The major U.S. manufacturing jobs trends ended 2017 intact. Employment rose month-to-month in December by a solid 25,000 and the year-on-year gain of 196,000 was the best since the matching total of February, 2015. Moreover, at 8.51 percent, manufacturing’s share of total non-farm jobs kept inching up, and hit its best level since September, 2016 (which was fractionally higher).

Pre-inflation manufacturing wages rose by 0.11 percent on month in December after a 0.15 percent November decrease, but the yearly improvement of 1.56 percent was less than half that between the previous Decembers (3.21 percent). Moreover, progress in both measures lagged the private sector, and since the current recovery began, private sector paychecks have now outgrown those in manufacturing by 25.50 percent in current dollars – a gap considerably wider than last December’s 20.58 percent.

The technical recession in automotive job creation extended into its twentieth month in December, with employment levels down by 2,400 since April, 2016. But the December monthly employment increase of 1,300 was its second straight monthly gain.

Here’s my analysis of the latest monthly (December) manufacturing figures contained in this morning’s employment report from the Bureau of Labor Statistics:

>December’s non-farm payrolls report showed that both major trends recently shaping the U.S. Manufacturing employment scene remained fully intact as 2017 closed.

>Solid monthly job gains increased, with employment rising by 25,000. And the October sequential gains of 23,000 and 31,000, respectively, remained unrevised.

>Moreover, December’s yearly 196,000 manufacturing jobs increase was the best annual total since the same performance in February, 2015.

>Between the previous Decembers, industry’s payrolls fell by 16,000.

>In fact, manufacturing employment has been growing faster than overall non-farm employment (the Bureau of Labor Statistics’ U.S. jobs universe) since September, 2016, as in December, its 8.51 percent share of total non-farm employment was the highest since that month’s fractionally better share.

>Manufacturing wages, however, are still presenting a contrasting picture. They did rise month-to-month by 0.l1 percent before adjusting for inflation following a 0.15 percent November drop. But as often the case this year, this advance trailed the overall private sector’s 0.34 percent.
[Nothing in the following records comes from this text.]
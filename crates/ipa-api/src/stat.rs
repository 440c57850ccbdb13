// This Source Code Form is subject to the terms of the Mozilla Public
// License, v. 2.0. If a copy of the MPL was not distributed with this
// file, You can obtain one at https://mozilla.org/MPL/2.0/.

// Copyright 2025 Oxide Computer Company

//! Flow statistics counters.

use core::fmt;
use core::fmt::Display;
use core::ops::RangeInclusive;
use serde::Deserialize;
use serde::Serialize;

/// The highest counter index. Index zero means "no counter".
pub const MAX_FLT_RT_CNT_INDEX: u8 = 128;

/// Counters `1..=FLT_RT_HW_COUNTER` are updated by the hardware.
pub const FLT_RT_HW_COUNTER: u8 = 120;

/// The remainder are maintained by software.
pub const FLT_RT_SW_COUNTER: u8 = MAX_FLT_RT_CNT_INDEX - FLT_RT_HW_COUNTER;

/// One of the two counter partitions.
#[derive(
    Clone,
    Copy,
    Debug,
    Deserialize,
    Eq,
    Hash,
    Ord,
    PartialEq,
    PartialOrd,
    Serialize,
)]
#[serde(rename_all = "lowercase")]
pub enum CounterPool {
    Hw,
    Sw,
}

impl CounterPool {
    /// Every index the partition owns.
    pub const fn indices(self) -> RangeInclusive<u8> {
        match self {
            CounterPool::Hw => 1..=FLT_RT_HW_COUNTER,
            CounterPool::Sw => (FLT_RT_HW_COUNTER + 1)..=MAX_FLT_RT_CNT_INDEX,
        }
    }

    pub fn of(idx: u8) -> Option<Self> {
        if CounterPool::Hw.indices().contains(&idx) {
            Some(CounterPool::Hw)
        } else if CounterPool::Sw.indices().contains(&idx) {
            Some(CounterPool::Sw)
        } else {
            None
        }
    }
}

impl Display for CounterPool {
    fn fmt(&self, f: &mut fmt::Formatter) -> fmt::Result {
        let s = match self {
            CounterPool::Hw => "HW",
            CounterPool::Sw => "SW",
        };

        write!(f, "{s}")
    }
}

/// An inclusive, contiguous range of counter indices.
#[derive(Clone, Copy, Debug, Deserialize, Eq, PartialEq, Serialize)]
pub struct CounterRange {
    pub start: u8,
    pub end: u8,
}

impl CounterRange {
    pub fn len(&self) -> usize {
        usize::from(self.end - self.start) + 1
    }

    pub fn is_empty(&self) -> bool {
        false
    }

    pub fn contains(&self, idx: u8) -> bool {
        (self.start..=self.end).contains(&idx)
    }

    pub fn iter(&self) -> RangeInclusive<u8> {
        self.start..=self.end
    }
}

impl Display for CounterRange {
    fn fmt(&self, f: &mut fmt::Formatter) -> fmt::Result {
        write!(f, "{}-{}", self.start, self.end)
    }
}

/// The handle naming one counter allocation.
#[derive(
    Clone,
    Copy,
    Debug,
    Deserialize,
    Eq,
    Hash,
    Ord,
    PartialEq,
    PartialOrd,
    Serialize,
)]
pub struct CounterHdl(pub i32);

impl Display for CounterHdl {
    fn fmt(&self, f: &mut fmt::Formatter) -> fmt::Result {
        write!(f, "{}", self.0)
    }
}

/// How many counters to ask for from one partition.
#[derive(
    Clone, Copy, Debug, Default, Deserialize, Eq, PartialEq, Serialize,
)]
pub struct CounterReq {
    pub num: u8,
    pub allow_less: bool,
}

/// A request covering both partitions.
#[derive(
    Clone, Copy, Debug, Default, Deserialize, Eq, PartialEq, Serialize,
)]
pub struct CounterAllocReq {
    pub hw: CounterReq,
    pub sw: CounterReq,
}

/// What one allocation handed out.
#[derive(Clone, Copy, Debug, Deserialize, Eq, PartialEq, Serialize)]
pub struct CounterAlloc {
    pub hdl: CounterHdl,
    pub hw: Option<CounterRange>,
    pub sw: Option<CounterRange>,
}

impl CounterAlloc {
    pub fn ranges(&self) -> impl Iterator<Item = CounterRange> + '_ {
        self.hw.iter().chain(self.sw.iter()).copied()
    }
}

/// The statistics of one counter.
#[derive(
    Clone, Copy, Debug, Default, Deserialize, Eq, PartialEq, Serialize,
)]
pub struct FltRtStats {
    pub num_pkts: u32,
    pub num_pkts_hash: u32,
    pub num_bytes: u64,
}
#[test]
fn delete_and_reset() {
    let drv = FakeDriver::default();
    let mut mgr = manager(&drv);
    let g = v4_global();

    for port in 1..=4 {
        mgr
            .stage_add(
                g.set.clone(),
                IpType::V4,
                flt(tcp_dport(port)),
                Position::Rear,
            )
            .unwrap();
    }
    let wan = TableSet::Routing("wan".to_string());
    mgr
        .stage_add(
            wan,
            IpType::V4,
            rt(Client::UsbCons, tcp_dport(9)),
            Position::Rear,
        )
        .unwrap();
    let all = hdls(&mgr.commit().unwrap());

    let err = mgr.delete_batch(&[all[0], RuleHdl(0xbeef)]).unwrap_err();
    assert_eq!(err, TableError::UnknownHandle(RuleHdl(0xbeef)));
    assert_eq!(mgr.sequence(&g).len(), 4);

    mgr.delete(all[0]).unwrap();
    assert!(!drv.has_rule(all[0]));
    assert_eq!(mgr.sequence(&g), all[1..4].to_vec());
    assert_eq!(
        mgr.delete(all[0]).unwrap_err(),
        TableError::UnknownHandle(all[0])
    );

    // Filter and routing rules in one batch go out as two calls.
    let report = mgr.delete_batch(&[all[1], all[4]]).unwrap();
    assert_eq!(report.ok, vec![all[1], all[4]]);

    let report = mgr.reset_table(IpType::V4, false).unwrap();
    assert_eq!(report.ok, all[2..4].to_vec());
    assert_eq!(mgr.tables().count(), 0);
    assert_eq!(drv.rule_count(), 0);
}

#[test]
fn reset_all_drops_tracked_tables() {
    let drv = FakeDriver::default();
    let mut mgr = manager(&drv);
    let g = v4_global();

    mgr.stage_add(g.set.clone(), IpType::V4, flt(tcp_dport(1)), Position::Rear)
        .unwrap();
    mgr.stage_add(
        TableSet::default_rt(),
        IpType::V4,
        rt(Client::AppsLanCons, tcp_dport(1)),
        Position::Front,
    )
    .unwrap();
    mgr.commit().unwrap();

    mgr.reset_all(RuleKind::Filter, IpType::V4).unwrap();
    assert!(mgr.sequence(&g).is_empty());
    assert_eq!(mgr.tables().count(), 1);
    assert_eq!(drv.rule_count(), 1);

    mgr.commit_hw(RuleKind::Routing, IpType::V4).unwrap();
    assert_eq!(drv.calls().last().unwrap().cmd, IpaCmd::CommitRt);
}

#[test]
fn shared_manager_across_threads() {
    let drv = FakeDriver::default();
    let shared = SharedManager::new(manager(&drv));
    let g = v4_global();

    std::thread::scope(|s| {
        for base in [100, 200] {
            let shared = &shared;
            let set = g.set.clone();
            s.spawn(move || {
                for port in base..base + 10 {
                    shared
                        .with(|m| {
                            m.stage_add(
                                set.clone(),
                                IpType::V4,
                                flt(tcp_dport(port)),
                                Position::Rear,
                            )
                        })
                        .unwrap();
                }
            });
        }
    });

    let report = shared.with(|m| m.commit()).unwrap();
    assert_eq!(report.bound.len(), 20);

    let mgr = shared.into_inner();
    let ids: std::collections::BTreeSet<u16> = mgr
        .entries(&g)
        .iter()
        .map(|e| e.rule.rule_id())
        .collect();
    assert_eq!(ids.len(), 20);
}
>On an annual basis, manufacturing’s 1.56 percent current dollar wage increase lagged both the overall private sector’s 2.50 percent, and the 3.21 percent gain industry recorded between the previous Decembers.

>Consequently, since the current economic recovery began in mid-2009, private sector wages before inflation have risen 25.50 percent faster than manufacturing wages. As of last December,, the gap was 20.58 percent.

>The December increase drove the number of net new manufacturing jobs created since the sector’s February and March, 2010 lows to 1.086 million – or 47.36 percent of the 2.293 million net job nosedive manufacturing suffered from the late-2007 start of the recession through that aforementioned employment bottom.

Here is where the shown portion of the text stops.